All members of the Muslim community are staying in the camp. In the first week of May, approximately 350 people were staying in the camp itself. Others were with relatives, or in camps in other parts of Dahod. From the 6th to 16th of April, people came at night and fired guns into the air near the relief camp. On the 16th of April, after people in the camp had eaten their evening meal, Hindus began throwing stones at people in the camp. Some people came in a Maruti van, stopped next to the SRP, the police camp set up outside the relief camp, and fired 8-10 rounds inside the camp. Three boys from the camp were injured in this incident. Again, police were witness to this, but did nothing to prevent or stop it from happening.
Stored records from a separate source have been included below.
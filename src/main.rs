/* ====================================================================================================
  SEQUENTIAL VS INTERLEAVED PRIME SEARCH
====================================================================================================

OVERVIEW:
  Finds every prime below a limit (30 million by default) with plain trial division, first on the
  main thread and then across a fixed pool of 4 worker threads, and prints the elapsed wall-clock
  time of each run.

PROGRAM FLOW:
  1. Parse the command line and install the stderr log subscriber
  2. Sequential run: build [1, limit), drop the non-primes in place, stop the clock
  3. Threaded run: build one interleaved partition per worker (start 1 + i, step 4)
  4. Each worker filters its own partition; the main thread joins all of them
  5. Filtered partitions are concatenated and the clock is stopped
  6. Both timings are printed, optionally followed by the primes themselves

PARTITIONING:
  Worker i sees i + 1, i + 5, i + 9, ... so every worker owns one residue class modulo 4. The
  classes never overlap, which leaves nothing to lock while filtering. The threaded result is
  grouped by class, so its order differs from the sequential result.

OUTPUT:
  stdout: "Single-threaded: <ms>ms elapsed" and "Multithreaded: <ms>ms elapsed"
  stderr: tracing events, filtered by RUST_LOG (default prime_bench=info)

==================================================================================================== */

use std::process::ExitCode;

use clap::Parser;
use tracing::{error, info};

use prime_bench::{console, run_sequential, run_threaded, Int, LIMIT, N_THREADS};

#[derive(Parser)]
#[command(name = "prime-bench")]
#[command(about = "Time a single-threaded and a multi-threaded trial-division prime search")]
#[command(version)]
struct Cli {
    /// Exclusive upper bound of the search
    #[arg(long, default_value_t = LIMIT)]
    limit: Int,

    /// Print the primes found by both runs after timing
    #[arg(long)]
    print: bool,
}

fn main() -> ExitCode {
    let cli = Cli::parse();

    tracing_subscriber::fmt()
        .with_env_filter(
            tracing_subscriber::EnvFilter::from_default_env().add_directive(
                "prime_bench=info"
                    .parse()
                    .expect("static directive is valid"),
            ),
        )
        .with_writer(std::io::stderr)
        .init();

    match run(&cli) {
        Ok(()) => ExitCode::SUCCESS,
        Err(e) => {
            error!("{e}");
            ExitCode::FAILURE
        }
    }
}

fn run(cli: &Cli) -> prime_bench::Result<()> {
    info!(limit = cli.limit, threads = N_THREADS, "starting prime search");

    let sequential = run_sequential(cli.limit)?;
    console::report(&sequential)?;

    let threaded = run_threaded(cli.limit)?;
    console::report(&threaded)?;

    if cli.print {
        console::print_sequence(&sequential.primes)?;
        console::print_sequence(&threaded.primes)?;
    }

    Ok(())
}
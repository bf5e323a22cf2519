use crate::error::{BenchError, Result};
use crate::Int;

/// Half-open range `[start, end)` walked in increments of `step`.
#[derive(Debug, Clone, Copy, PartialEq, Eq)]
pub struct RangeSpec {
    pub start: Int,
    pub end: Int,
    pub step: Int,
}

impl RangeSpec {
    /// `[0, end)` with a step of one.
    pub fn up_to(end: Int) -> Self {
        RangeSpec {
            start: 0,
            end,
            step: 1,
        }
    }

    pub fn new(start: Int, end: Int, step: Int) -> Self {
        RangeSpec { start, end, step }
    }

    /// Number of values `make_range` produces for this spec.
    pub fn len(&self) -> usize {
        if self.step == 0 || self.start >= self.end {
            return 0;
        }
        ((self.end - self.start - 1) / self.step + 1) as usize
    }

    pub fn is_empty(&self) -> bool {
        self.len() == 0
    }
}

/// Eagerly collects every value of `spec`. An inverted or empty range gives an
/// empty vector; a zero step is rejected.
pub fn make_range(spec: RangeSpec) -> Result<Vec<Int>> {
    if spec.step == 0 {
        return Err(BenchError::ZeroStep {
            start: spec.start,
            end: spec.end,
        });
    }

    let mut values = Vec::with_capacity(spec.len());
    let mut i = spec.start;
    while i < spec.end {
        values.push(i);
        match i.checked_add(spec.step) {
            Some(next) => i = next,
            None => break,
        }
    }
    Ok(values)
}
This news was sent to the collector of Dahod, the D.S.P. of Dahod and to the Mamlatdaar of Fatehpura. The D.S.P. and the Mamlatdaar arrived at the scene at night and sent the injured people immediately for the treatment. Next day at 10 am in the morning, an F.I.R. was lodged about the incident.

The Muslim community in Sukhsar is too frightened even to name the people who led the violence. They know the names, but have not given them names in the FIRs due to fear of further violence. People are aware, however, that amongst the people leading the violent mobs were a well known doctor, who had been practicing medicine in the village, and at least three other Hindu men of good standing in the village, all owning allegiance to the VHP and Bajrang Dal. All the property looted could be found in Sukhsar itself, besides in the villages of Sagada Pada, Ingala, Margala, and Natwa (all in the periphery of 3-4 kms from Sukhsar.)

In addition to their demand for fair remuneration for their property, and justice for all who were injured, raped, and murdered in their community, people in Sukhsar are demanding international pressure "so that others can hear our voices."